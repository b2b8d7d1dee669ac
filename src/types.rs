//! Shared domain types for the well data service.
//!
//! Everything the HTTP layer serializes lives here: well and metric
//! registry rows, individual time-series observations, and the
//! aggregation vocabulary. Database row mapping is derived with
//! `sqlx::FromRow` so the query layer can select straight into these
//! structs.

use chrono::NaiveDate;
use serde::{Deserialize, Serialize};

// ============================================================================
// Registry rows
// ============================================================================

/// Classification of a well by its role in the field.
#[derive(Debug, Clone, Copy, PartialEq, Eq, Serialize, Deserialize, sqlx::Type)]
#[serde(rename_all = "lowercase")]
#[sqlx(rename_all = "lowercase")]
pub enum WellType {
    Producer,
    Injector,
    Observation,
}

/// A single well and its static metadata.
#[derive(Debug, Clone, PartialEq, Serialize, sqlx::FromRow)]
pub struct Well {
    pub well_id: String,
    pub well_name: String,
    pub latitude: f64,
    pub longitude: f64,
    pub operator: String,
    pub field_name: String,
    pub well_type: WellType,
    pub spud_date: NaiveDate,
    pub data_start_date: NaiveDate,
    pub data_end_date: NaiveDate,
}

/// Value domain of a metric. The synthetic catalog is numeric-only but
/// the column is kept open for boolean and categorical channels.
#[derive(Debug, Clone, Copy, PartialEq, Eq, Serialize, Deserialize, sqlx::Type)]
#[serde(rename_all = "lowercase")]
#[sqlx(rename_all = "lowercase")]
pub enum DataType {
    Numeric,
    Boolean,
    Categorical,
}

/// A measurement channel: name, unit, and the typical operating range
/// used when generating plausible values.
#[derive(Debug, Clone, PartialEq, Serialize, sqlx::FromRow)]
pub struct Metric {
    pub metric_name: String,
    pub display_name: String,
    pub description: String,
    pub unit_of_measurement: String,
    pub data_type: DataType,
    pub typical_min: Option<f64>,
    pub typical_max: Option<f64>,
}

// ============================================================================
// Observations
// ============================================================================

/// Sensor confidence attached to every observation.
#[derive(Debug, Clone, Copy, PartialEq, Eq, Serialize, Deserialize, sqlx::Type)]
#[serde(rename_all = "lowercase")]
#[sqlx(rename_all = "lowercase")]
pub enum QualityFlag {
    Good,
    Suspect,
    Bad,
}

impl QualityFlag {
    pub const fn as_str(self) -> &'static str {
        match self {
            Self::Good => "good",
            Self::Suspect => "suspect",
            Self::Bad => "bad",
        }
    }
}

/// One minute-cadence observation as returned by the raw data endpoint.
/// The timestamp is passed through in its stored form
/// (`%Y-%m-%dT%H:%M:%SZ`), and the unit is denormalized from the metric
/// catalog so each point is self-describing.
#[derive(Debug, Clone, PartialEq, Serialize)]
pub struct TimeSeriesPoint {
    pub timestamp: String,
    pub well_id: String,
    pub metric_name: String,
    pub value: f64,
    pub unit: String,
    pub quality_flag: QualityFlag,
}

// ============================================================================
// Aggregation vocabulary
// ============================================================================

/// Supported downsampling modes for the aggregated data endpoint.
#[derive(Debug, Clone, Copy, PartialEq, Eq, Serialize, Deserialize)]
#[serde(rename_all = "snake_case")]
pub enum AggregationType {
    DailyAverage,
    DailyMax,
    DailyMin,
    DailySum,
    MonthlyAverage,
}

impl AggregationType {
    pub const ALL: [Self; 5] = [
        Self::DailyAverage,
        Self::DailyMax,
        Self::DailyMin,
        Self::DailySum,
        Self::MonthlyAverage,
    ];

    /// Parses the wire name (`daily_average`, `monthly_average`, ...).
    pub fn parse(raw: &str) -> Option<Self> {
        match raw {
            "daily_average" => Some(Self::DailyAverage),
            "daily_max" => Some(Self::DailyMax),
            "daily_min" => Some(Self::DailyMin),
            "daily_sum" => Some(Self::DailySum),
            "monthly_average" => Some(Self::MonthlyAverage),
            _ => None,
        }
    }

    pub const fn as_str(self) -> &'static str {
        match self {
            Self::DailyAverage => "daily_average",
            Self::DailyMax => "daily_max",
            Self::DailyMin => "daily_min",
            Self::DailySum => "daily_sum",
            Self::MonthlyAverage => "monthly_average",
        }
    }
}

impl std::fmt::Display for AggregationType {
    fn fmt(&self, f: &mut std::fmt::Formatter<'_>) -> std::fmt::Result {
        f.write_str(self.as_str())
    }
}

/// One downsampled period as returned by the aggregated data endpoint.
///
/// `date` is the first calendar day of the period; `time_period` is the
/// human label (`2025-03-14` for daily modes, `2025-03` for monthly).
#[derive(Debug, Clone, PartialEq, Serialize)]
pub struct AggregatedPoint {
    pub date: String,
    pub time_period: String,
    pub well_id: String,
    pub metric_name: String,
    pub aggregated_value: f64,
    pub aggregation_type: AggregationType,
    pub unit: String,
    pub data_point_count: i64,
    pub min_value: f64,
    pub max_value: f64,
    pub data_completeness: f64,
}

******

Output the records above, each one exactly, with none left out.

• Solution for this task:
repository b2b8d7d1dee669ac
filename src/types.rs
//! Shared domain types for the well data service.
//!
//! Everything the HTTP layer serializes lives here: well and metric
//! registry rows, individual time-series observations, and the
//! aggregation vocabulary. Database row mapping is derived with
//! `sqlx::FromRow` so the query layer can select straight into these
//! structs.

use chrono::NaiveDate;
use serde::{Deserialize, Serialize};

// ============================================================================
// Registry rows
// ============================================================================

/// Classification of a well by its role in the field.
#[derive(Debug, Clone, Copy, PartialEq, Eq, Serialize, Deserialize, sqlx::Type)]
#[serde(rename_all = "lowercase")]
#[sqlx(rename_all = "lowercase")]
pub enum WellType {
    Producer,
    Injector,
    Observation,
}

/// A single well and its static metadata.
#[derive(Debug, Clone, PartialEq, Serialize, sqlx::FromRow)]
pub struct Well {
    pub well_id: String,
    pub well_name: String,
    pub latitude: f64,
    pub longitude: f64,
    pub operator: String,
    pub field_name: String,
    pub well_type: WellType,
    pub spud_date: NaiveDate,
    pub data_start_date: NaiveDate,
    pub data_end_date: NaiveDate,
}

/// Value domain of a metric. The synthetic catalog is numeric-only but
/// the column is kept open for boolean and categorical channels.
#[derive(Debug, Clone, Copy, PartialEq, Eq, Serialize, Deserialize, sqlx::Type)]
#[serde(rename_all = "lowercase")]
#[sqlx(rename_all = "lowercase")]
pub enum DataType {
    Numeric,
    Boolean,
    Categorical,
}

/// A measurement channel: name, unit, and the typical operating range
/// used when generating plausible values.
#[derive(Debug, Clone, PartialEq, Serialize, sqlx::FromRow)]
pub struct Metric {
    pub metric_name: String,
    pub display_name: String,
    pub description: String,
    pub unit_of_measurement: String,
    pub data_type: DataType,
    pub typical_min: Option<f64>,
    pub typical_max: Option<f64>,
}

// ============================================================================
// Observations
// ============================================================================

/// Sensor confidence attached to every observation.
#[derive(Debug, Clone, Copy, PartialEq, Eq, Serialize, Deserialize, sqlx::Type)]
#[serde(rename_all = "lowercase")]
#[sqlx(rename_all = "lowercase")]
pub enum QualityFlag {
    Good,
    Suspect,
    Bad,
}

impl QualityFlag {
    pub const fn as_str(self) -> &'static str {
        match self {
            Self::Good => "good",
            Self::Suspect => "suspect",
            Self::Bad => "bad",
        }
    }
}

/// One minute-cadence observation as returned by the raw data endpoint.
/// The timestamp is passed through in its stored form
/// (`%Y-%m-%dT%H:%M:%SZ`), and the unit is denormalized from the metric
/// catalog so each point is self-describing.
#[derive(Debug, Clone, PartialEq, Serialize)]
pub struct TimeSeriesPoint {
    pub timestamp: String,
    pub well_id: String,
    pub metric_name: String,
    pub value: f64,
    pub unit: String,
    pub quality_flag: QualityFlag,
}

// ============================================================================
// Aggregation vocabulary
// ============================================================================

/// Supported downsampling modes for the aggregated data endpoint.
#[derive(Debug, Clone, Copy, PartialEq, Eq, Serialize, Deserialize)]
#[serde(rename_all = "snake_case")]
pub enum AggregationType {
    DailyAverage,
    DailyMax,
    DailyMin,
    DailySum,
    MonthlyAverage,
}

impl AggregationType {
    pub const ALL: [Self; 5] = [
        Self::DailyAverage,
        Self::DailyMax,
        Self::DailyMin,
        Self::DailySum,
        Self::MonthlyAverage,
    ];

    /// Parses the wire name (`daily_average`, `monthly_average`, ...).
    pub fn parse(raw: &str) -> Option<Self> {
        match raw {
            "daily_average" => Some(Self::DailyAverage),
            "daily_max" => Some(Self::DailyMax),
            "daily_min" => Some(Self::DailyMin),
            "daily_sum" => Some(Self::DailySum),
            "monthly_average" => Some(Self::MonthlyAverage),
            _ => None,
        }
    }

    pub const fn as_str(self) -> &'static str {
        match self {
            Self::DailyAverage => "daily_average",
            Self::DailyMax => "daily_max",
            Self::DailyMin => "daily_min",
            Self::DailySum => "daily_sum",
            Self::MonthlyAverage => "monthly_average",
        }
    }
}

impl std::fmt::Display for AggregationType {
    fn fmt(&self, f: &mut std::fmt::Formatter<'_>) -> std::fmt::Result {
        f.write_str(self.as_str())
    }
}

/// One downsampled period as returned by the aggregated data endpoint.
///
/// `date` is the first calendar day of the period; `time_period` is the
/// human label (`2025-03-14` for daily modes, `2025-03` for monthly).
#[derive(Debug, Clone, PartialEq, Serialize)]
pub struct AggregatedPoint {
    pub date: String,
    pub time_period: String,
    pub well_id: String,
    pub metric_name: String,
    pub aggregated_value: f64,
    pub aggregation_type: AggregationType,
    pub unit: String,
    pub data_point_count: i64,
    pub min_value: f64,
    pub max_value: f64,
    pub data_completeness: f64,
}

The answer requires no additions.